Il rider bullizzato, la ragazza palpeggiata e quella cultura machista che fa ammalare alcuni tifosi
In queste ore, sul web, stanno spuntando come funghi video inconcepibili di alcuni festeggiamenti per la vittoria dell’Italia nella semifinale degli Europei 2020. “Inconcepibili”, perché nessuno può giustificare, oltre alla quasi totale assenza di raziocinio nell’inutilizzo di mascherine e altre misure di sicurezza (qualcuno dirà che si tratta di scene all’aperto, ma data la distanza assente tra le persone sarebbe impossibile non contagiarsi se ci fossero asintomatici), la maleducazione, la strafottenza fino alla violenza.
Gravi incidenti stradali a seguito di stupide acrobazie con le auto, vetture scosse e percosse in mezzo a sciami di tifosi, petardi scoppiati a pochi centimetri dal corpo, gente salita sul tetto degli autobus e poi caduta rovinosamente sull’asfalto, ragazze molestate con palpeggiamenti non richiesti, tamponamenti a motorini quasi mortali.
Fino a, forse il peggiore per umiliazione, quello in cui un rider è costretto a passare col suo scooter in mezzo a una folla che, anziché permettergli di lavorare in pace, facendogli spazio per lasciarlo andare, lo spinge fino a farlo cadere a terra, e poi lo calpesta, gli tira calci addosso e lo picchia sul casco, qualcuno sale addirittura in piedi sul suo mezzo sdraiato, sul cassone del cibo da consegnare, fino a che, non senza fatica, l’uomo si rialza, risolleva il motorino e cerca di ripartire, risalendo lento quella corrente impazzita. L’incivile indecenza che schiaccia completamente la dignità di una persona, di un lavoratore, di un cittadino.
Immagini inguardabili, da Milano a Cerignola. Il fallimento, in pochi secondi, di una generazione sulla quale, per colpa di un branco di irresponsabili scellerati, risulta difficile continuare a scommettere. Perché a rimetterci è sempre un’intera categoria di giovani perbene, a rappresentare un futuro migliore, aperto ai diritti di tutte e tutti, comprensivo ed empatico. Tutto ciò che in certe riprese, però, non possiamo ritrovare e per questo restare ottimisti diventa faticoso.
Ma se generalizzare è sempre sbagliato, e dunque è giusto ribadire come il calcio, di per sé, non sia un ambiente tossico, è altrettanto lecito chiedersi come mai episodi simili siano rari quando si parla di altri sport: pallavolo, basket o rugby, ad esempio.
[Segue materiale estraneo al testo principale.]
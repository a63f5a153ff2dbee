//! Server configuration

use anyhow::{Context, Result};
use serde::Deserialize;
use std::path::PathBuf;

/// Environment variable that points at an alternative config file
pub const CONFIG_PATH_ENV: &str = "PRICER_CONFIG";

const DEFAULT_CONFIG_FILE: &str = "pricer.toml";

/// Pricing server configuration
#[derive(Debug, Clone, Deserialize)]
pub struct ServerConfig {
    /// Name reported in structured logs
    #[serde(default = "default_instance_name")]
    pub instance_name: String,

    /// HTTP listen port for quotes, health and metrics
    #[serde(default = "default_listen_port")]
    pub listen_port: u16,

    /// Random forest artifact
    #[serde(default = "default_primary_model_path")]
    pub primary_model_path: PathBuf,

    /// Gradient boosted artifact
    #[serde(default = "default_secondary_model_path")]
    pub secondary_model_path: PathBuf,

    /// Market named in seasonal insights
    #[serde(default = "default_market_name")]
    pub market_name: String,
}

fn default_instance_name() -> String {
    std::env::var("HOSTNAME").unwrap_or_else(|_| "pricer".to_string())
}

fn default_listen_port() -> u16 {
    8080
}

fn default_primary_model_path() -> PathBuf {
    PathBuf::from("models/santa_clara_rf.json")
}

fn default_secondary_model_path() -> PathBuf {
    PathBuf::from("models/santa_clara_xgb.json")
}

fn default_market_name() -> String {
    pricer_lib::predictor::DEFAULT_MARKET_NAME.to_string()
}

impl Default for ServerConfig {
    fn default() -> Self {
        Self {
            instance_name: default_instance_name(),
            listen_port: default_listen_port(),
            primary_model_path: default_primary_model_path(),
            secondary_model_path: default_secondary_model_path(),
            market_name: default_market_name(),
        }
    }
}

impl ServerConfig {
    /// Load configuration from the optional config file and `PRICER_*` environment
    pub fn load() -> Result<Self> {
        let file = std::env::var(CONFIG_PATH_ENV).unwrap_or_else(|_| DEFAULT_CONFIG_FILE.into());
        Self::load_from(&file)
    }

    /// Load with an explicit config file; a missing file is not an error
    pub fn load_from(file: &str) -> Result<Self> {
        let config = config::Config::builder()
            .add_source(config::File::with_name(file).required(false))
            .add_source(config::Environment::with_prefix("PRICER"))
            .build()
            .with_context(|| format!("Failed to read configuration from {}", file))?;

        config
            .try_deserialize()
            .context("Invalid pricer configuration")
    }
}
Mi chiedo per questo come si possa continuare a chiudere gli occhi su un problema reale, che non riguarda “semplicemente” gli ultras delle singole squadre ma una certa cultura esagitata dei tifosi che non sanno, di fatto, riconoscere i limiti.
Perché se tutto questo è un problema che tocca da sempre il calcio, e che nessuno osa evidenziare forse per un background di tradizione “machista”, perché la maggior parte dei Comuni si fa trovare tutt’oggi impreparata in queste occasioni? Possibile che per domenica prossima nessuno abbia ancora diffuso misure ufficiali per contenere i danni che, inevitabilmente, ci saranno?
Abbiamo il dovere di indignarci, di prendere posizione, di dire che non è vero che “il pallone”, in Italia, è intoccabile. Lo diventa eccome se, anziché diffondere messaggi positivi di solidarietà, fair play e rispetto, mostra i lati peggiori dell’essere umano. Perché no, io quelle braccia viscide che si allungano verso il corpo di una mia coetanea, sollevandole la maglietta e agguantandole i seni come fossero una coppa da conquistare, non posso e non voglio dimenticarle.
Dobbiamo evitare che tutto questo venga accostato al concetto di “libertà”. Alla scusa che la clausura, lo stress e le difficoltà di questo anno e mezzo, che non possono essere il lasciapassare per inondare piazze, strade e rotonde come se la pandemia fosse stata debellata per sempre. E soprattutto, come se il buon senso e il raziocinio non fossero propri di questo mondo. Del loro mondo. Perché se è vero, come dicono, che inginocchiarsi sul campo non risolve un problema, ora è l’occasione per dimostrare coi fatti da che parte si vuole stare.